## ACTIVITY
Count every line in the entries that holds the word "general". The reply is that count alone.

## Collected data
######
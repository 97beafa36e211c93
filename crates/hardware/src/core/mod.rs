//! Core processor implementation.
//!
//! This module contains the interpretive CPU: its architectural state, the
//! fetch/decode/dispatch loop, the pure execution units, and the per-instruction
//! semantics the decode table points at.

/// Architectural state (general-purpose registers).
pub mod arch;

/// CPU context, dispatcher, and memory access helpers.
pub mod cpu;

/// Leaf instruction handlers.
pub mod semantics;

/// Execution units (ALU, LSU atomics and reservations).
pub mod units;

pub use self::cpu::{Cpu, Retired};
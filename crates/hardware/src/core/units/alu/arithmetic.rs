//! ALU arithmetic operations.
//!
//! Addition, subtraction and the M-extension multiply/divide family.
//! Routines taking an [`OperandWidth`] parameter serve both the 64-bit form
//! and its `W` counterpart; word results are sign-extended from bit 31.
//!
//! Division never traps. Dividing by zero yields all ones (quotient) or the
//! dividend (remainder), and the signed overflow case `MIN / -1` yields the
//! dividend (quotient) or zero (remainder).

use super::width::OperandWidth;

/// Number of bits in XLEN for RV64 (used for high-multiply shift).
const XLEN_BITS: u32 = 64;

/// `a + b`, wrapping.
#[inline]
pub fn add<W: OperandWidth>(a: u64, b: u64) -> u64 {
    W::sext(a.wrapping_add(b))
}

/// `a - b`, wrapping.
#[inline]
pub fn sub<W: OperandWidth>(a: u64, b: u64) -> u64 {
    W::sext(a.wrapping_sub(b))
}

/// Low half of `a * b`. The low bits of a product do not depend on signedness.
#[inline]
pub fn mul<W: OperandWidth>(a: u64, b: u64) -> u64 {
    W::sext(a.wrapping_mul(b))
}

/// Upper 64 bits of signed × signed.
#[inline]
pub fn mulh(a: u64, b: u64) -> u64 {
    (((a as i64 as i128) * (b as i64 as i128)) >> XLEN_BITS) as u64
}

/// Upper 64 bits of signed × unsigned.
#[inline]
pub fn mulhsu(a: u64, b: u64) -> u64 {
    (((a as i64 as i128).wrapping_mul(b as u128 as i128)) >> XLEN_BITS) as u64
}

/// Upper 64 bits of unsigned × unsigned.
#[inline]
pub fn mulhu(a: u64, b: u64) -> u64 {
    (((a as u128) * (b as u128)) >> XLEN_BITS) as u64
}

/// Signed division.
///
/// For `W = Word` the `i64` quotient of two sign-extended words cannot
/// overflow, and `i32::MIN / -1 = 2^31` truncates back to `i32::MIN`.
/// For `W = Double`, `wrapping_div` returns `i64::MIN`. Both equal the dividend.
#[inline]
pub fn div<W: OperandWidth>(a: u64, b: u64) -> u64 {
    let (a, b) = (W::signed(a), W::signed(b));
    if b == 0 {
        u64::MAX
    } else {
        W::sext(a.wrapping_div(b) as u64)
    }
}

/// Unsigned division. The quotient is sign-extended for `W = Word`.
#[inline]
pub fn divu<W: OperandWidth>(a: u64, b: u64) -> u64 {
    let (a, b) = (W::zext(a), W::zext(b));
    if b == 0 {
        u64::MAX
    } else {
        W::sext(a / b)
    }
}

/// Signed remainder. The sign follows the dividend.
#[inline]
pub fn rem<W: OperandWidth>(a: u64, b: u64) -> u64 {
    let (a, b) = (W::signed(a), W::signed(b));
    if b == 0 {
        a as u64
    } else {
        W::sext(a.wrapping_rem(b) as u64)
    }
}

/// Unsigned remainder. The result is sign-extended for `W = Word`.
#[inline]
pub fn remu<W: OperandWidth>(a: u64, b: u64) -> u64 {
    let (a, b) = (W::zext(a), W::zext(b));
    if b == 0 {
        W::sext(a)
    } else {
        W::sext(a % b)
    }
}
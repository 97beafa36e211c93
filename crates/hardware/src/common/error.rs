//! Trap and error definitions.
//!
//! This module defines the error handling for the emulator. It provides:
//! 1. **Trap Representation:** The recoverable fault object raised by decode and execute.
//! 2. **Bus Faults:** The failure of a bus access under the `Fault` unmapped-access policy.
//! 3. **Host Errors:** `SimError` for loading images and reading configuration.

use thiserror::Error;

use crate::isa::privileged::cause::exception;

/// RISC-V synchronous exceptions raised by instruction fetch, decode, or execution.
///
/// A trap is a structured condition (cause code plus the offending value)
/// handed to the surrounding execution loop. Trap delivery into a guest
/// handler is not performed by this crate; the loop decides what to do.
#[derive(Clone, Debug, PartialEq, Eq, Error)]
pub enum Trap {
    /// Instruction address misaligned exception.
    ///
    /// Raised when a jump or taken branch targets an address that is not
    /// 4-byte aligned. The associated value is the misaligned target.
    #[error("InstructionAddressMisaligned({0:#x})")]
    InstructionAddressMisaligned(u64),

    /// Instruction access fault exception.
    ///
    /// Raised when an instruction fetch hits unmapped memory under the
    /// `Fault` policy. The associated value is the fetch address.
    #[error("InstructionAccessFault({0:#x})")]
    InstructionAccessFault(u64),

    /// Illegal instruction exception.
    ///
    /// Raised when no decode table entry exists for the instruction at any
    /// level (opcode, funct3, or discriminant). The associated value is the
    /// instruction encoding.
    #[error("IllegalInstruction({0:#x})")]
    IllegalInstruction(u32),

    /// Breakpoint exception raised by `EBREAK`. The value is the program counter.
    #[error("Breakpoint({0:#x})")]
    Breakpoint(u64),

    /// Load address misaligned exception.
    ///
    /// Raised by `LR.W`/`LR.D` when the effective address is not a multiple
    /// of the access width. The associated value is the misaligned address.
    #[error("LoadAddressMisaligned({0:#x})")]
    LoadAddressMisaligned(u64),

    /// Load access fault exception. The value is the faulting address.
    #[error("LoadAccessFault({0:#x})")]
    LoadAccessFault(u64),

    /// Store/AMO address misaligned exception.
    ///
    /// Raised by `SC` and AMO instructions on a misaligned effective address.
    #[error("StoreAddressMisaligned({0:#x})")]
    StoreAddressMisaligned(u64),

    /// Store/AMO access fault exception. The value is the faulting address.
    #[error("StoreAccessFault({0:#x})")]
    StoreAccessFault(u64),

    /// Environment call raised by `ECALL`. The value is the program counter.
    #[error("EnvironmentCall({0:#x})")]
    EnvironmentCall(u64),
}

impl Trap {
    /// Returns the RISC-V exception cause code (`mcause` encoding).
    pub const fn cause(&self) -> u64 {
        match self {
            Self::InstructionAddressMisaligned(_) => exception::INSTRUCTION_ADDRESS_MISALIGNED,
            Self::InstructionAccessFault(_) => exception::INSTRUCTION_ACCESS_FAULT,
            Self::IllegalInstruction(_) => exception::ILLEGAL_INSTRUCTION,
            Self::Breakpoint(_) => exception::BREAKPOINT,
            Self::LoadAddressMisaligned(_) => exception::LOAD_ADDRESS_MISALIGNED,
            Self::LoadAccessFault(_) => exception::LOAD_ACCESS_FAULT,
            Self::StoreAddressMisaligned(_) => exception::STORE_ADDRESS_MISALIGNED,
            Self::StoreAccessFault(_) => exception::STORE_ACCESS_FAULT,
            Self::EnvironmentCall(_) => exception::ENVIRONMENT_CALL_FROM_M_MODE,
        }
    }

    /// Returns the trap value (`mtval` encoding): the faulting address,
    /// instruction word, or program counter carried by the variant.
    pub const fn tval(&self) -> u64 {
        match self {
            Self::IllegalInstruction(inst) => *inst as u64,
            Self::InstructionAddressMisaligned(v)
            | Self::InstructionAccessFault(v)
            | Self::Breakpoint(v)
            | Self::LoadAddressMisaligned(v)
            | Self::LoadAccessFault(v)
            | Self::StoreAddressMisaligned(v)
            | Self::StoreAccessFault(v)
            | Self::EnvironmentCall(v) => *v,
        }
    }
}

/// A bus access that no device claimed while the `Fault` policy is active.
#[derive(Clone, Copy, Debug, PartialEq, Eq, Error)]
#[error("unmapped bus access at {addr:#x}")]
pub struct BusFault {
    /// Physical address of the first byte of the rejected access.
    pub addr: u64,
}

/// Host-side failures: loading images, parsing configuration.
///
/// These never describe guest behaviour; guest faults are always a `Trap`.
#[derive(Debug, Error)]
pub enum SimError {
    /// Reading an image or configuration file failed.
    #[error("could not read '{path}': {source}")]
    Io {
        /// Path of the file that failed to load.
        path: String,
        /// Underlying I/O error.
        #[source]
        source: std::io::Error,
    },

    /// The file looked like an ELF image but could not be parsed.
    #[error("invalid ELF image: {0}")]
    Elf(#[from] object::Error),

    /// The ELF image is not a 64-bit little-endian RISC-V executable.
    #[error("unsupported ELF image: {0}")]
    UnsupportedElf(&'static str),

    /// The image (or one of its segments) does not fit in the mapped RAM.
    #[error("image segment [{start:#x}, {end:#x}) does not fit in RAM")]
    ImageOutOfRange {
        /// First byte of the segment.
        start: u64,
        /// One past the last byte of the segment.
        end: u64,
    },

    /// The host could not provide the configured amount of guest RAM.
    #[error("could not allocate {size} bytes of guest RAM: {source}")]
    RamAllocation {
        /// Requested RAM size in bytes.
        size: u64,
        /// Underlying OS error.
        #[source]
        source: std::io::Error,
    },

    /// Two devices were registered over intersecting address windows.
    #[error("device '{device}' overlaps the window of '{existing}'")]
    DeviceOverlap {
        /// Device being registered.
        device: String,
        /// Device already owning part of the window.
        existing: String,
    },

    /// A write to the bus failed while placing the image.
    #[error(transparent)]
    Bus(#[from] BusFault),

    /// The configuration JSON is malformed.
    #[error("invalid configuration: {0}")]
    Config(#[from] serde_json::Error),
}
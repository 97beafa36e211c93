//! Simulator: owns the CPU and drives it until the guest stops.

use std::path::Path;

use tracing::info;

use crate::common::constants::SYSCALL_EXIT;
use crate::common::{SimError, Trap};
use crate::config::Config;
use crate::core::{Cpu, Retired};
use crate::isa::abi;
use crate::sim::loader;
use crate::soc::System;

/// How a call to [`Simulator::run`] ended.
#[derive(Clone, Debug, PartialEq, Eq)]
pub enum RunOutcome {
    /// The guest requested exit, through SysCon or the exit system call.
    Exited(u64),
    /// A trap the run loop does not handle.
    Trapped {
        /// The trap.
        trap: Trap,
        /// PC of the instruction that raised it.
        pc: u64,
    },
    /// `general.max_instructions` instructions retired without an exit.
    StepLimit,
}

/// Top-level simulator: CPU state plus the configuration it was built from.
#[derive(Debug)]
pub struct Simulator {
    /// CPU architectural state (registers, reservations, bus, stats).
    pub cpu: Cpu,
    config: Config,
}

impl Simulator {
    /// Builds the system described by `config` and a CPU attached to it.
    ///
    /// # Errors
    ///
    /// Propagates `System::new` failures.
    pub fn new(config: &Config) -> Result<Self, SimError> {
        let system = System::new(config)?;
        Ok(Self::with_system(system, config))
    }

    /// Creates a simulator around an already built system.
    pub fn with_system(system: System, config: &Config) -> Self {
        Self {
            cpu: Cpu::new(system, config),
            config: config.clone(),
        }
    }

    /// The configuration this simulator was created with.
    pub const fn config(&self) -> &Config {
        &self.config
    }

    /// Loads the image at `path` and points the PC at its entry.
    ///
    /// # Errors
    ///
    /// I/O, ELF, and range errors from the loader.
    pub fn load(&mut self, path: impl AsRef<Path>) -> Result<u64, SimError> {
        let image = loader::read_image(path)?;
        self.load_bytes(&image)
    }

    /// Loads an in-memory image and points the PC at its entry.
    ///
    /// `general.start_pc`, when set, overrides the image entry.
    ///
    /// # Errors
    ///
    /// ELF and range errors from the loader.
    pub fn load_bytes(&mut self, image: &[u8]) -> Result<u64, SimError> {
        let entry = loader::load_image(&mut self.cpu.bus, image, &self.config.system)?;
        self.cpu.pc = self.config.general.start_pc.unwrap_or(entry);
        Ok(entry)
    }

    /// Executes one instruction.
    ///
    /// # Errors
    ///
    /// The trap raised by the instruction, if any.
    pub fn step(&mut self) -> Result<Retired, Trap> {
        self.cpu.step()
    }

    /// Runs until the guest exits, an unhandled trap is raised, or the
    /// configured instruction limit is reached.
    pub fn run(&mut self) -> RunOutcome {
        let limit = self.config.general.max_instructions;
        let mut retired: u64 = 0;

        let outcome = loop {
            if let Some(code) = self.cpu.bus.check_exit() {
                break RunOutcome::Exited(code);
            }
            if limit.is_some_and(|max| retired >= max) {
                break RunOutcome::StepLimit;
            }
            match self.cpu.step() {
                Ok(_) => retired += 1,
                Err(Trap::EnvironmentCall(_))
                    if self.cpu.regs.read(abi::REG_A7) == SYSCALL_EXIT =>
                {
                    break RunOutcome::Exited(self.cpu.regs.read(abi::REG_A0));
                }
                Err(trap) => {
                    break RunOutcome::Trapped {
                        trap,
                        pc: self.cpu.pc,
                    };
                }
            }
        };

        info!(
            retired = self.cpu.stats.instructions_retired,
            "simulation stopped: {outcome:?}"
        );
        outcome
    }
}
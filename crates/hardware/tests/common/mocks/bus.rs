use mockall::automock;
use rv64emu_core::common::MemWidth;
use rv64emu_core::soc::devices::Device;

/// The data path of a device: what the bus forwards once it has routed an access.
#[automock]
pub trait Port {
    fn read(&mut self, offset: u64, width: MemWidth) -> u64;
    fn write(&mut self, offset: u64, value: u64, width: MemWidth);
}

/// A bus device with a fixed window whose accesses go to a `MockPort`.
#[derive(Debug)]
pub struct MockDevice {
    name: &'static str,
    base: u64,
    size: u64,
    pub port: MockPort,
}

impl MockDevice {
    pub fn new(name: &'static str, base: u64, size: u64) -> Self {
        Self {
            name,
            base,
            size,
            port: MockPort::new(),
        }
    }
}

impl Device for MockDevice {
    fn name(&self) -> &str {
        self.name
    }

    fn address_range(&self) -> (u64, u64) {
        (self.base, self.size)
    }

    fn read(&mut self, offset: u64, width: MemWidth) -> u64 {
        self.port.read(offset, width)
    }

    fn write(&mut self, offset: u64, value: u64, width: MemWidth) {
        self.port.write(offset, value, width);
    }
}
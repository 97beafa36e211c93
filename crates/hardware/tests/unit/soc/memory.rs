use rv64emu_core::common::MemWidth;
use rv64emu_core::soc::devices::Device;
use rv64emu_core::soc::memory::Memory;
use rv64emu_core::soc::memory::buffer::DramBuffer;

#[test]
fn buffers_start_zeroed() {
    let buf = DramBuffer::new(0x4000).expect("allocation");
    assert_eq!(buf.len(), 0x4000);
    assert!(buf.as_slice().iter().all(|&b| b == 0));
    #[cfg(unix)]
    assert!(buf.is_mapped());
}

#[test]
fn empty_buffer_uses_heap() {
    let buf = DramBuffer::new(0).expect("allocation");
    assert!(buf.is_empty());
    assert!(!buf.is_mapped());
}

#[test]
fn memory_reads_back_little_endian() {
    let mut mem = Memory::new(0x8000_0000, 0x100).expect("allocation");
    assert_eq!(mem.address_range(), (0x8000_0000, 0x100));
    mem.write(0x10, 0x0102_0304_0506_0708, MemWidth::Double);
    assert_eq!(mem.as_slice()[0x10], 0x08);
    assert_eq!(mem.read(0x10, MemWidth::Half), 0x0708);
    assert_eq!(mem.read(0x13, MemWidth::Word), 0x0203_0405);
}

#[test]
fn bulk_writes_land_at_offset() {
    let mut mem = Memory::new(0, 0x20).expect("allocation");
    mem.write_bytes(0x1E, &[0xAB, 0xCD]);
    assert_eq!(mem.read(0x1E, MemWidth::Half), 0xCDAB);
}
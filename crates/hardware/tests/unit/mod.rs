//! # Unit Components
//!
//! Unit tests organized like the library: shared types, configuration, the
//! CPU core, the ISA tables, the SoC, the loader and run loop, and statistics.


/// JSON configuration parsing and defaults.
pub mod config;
######
## EXERCISE OUTPUT
5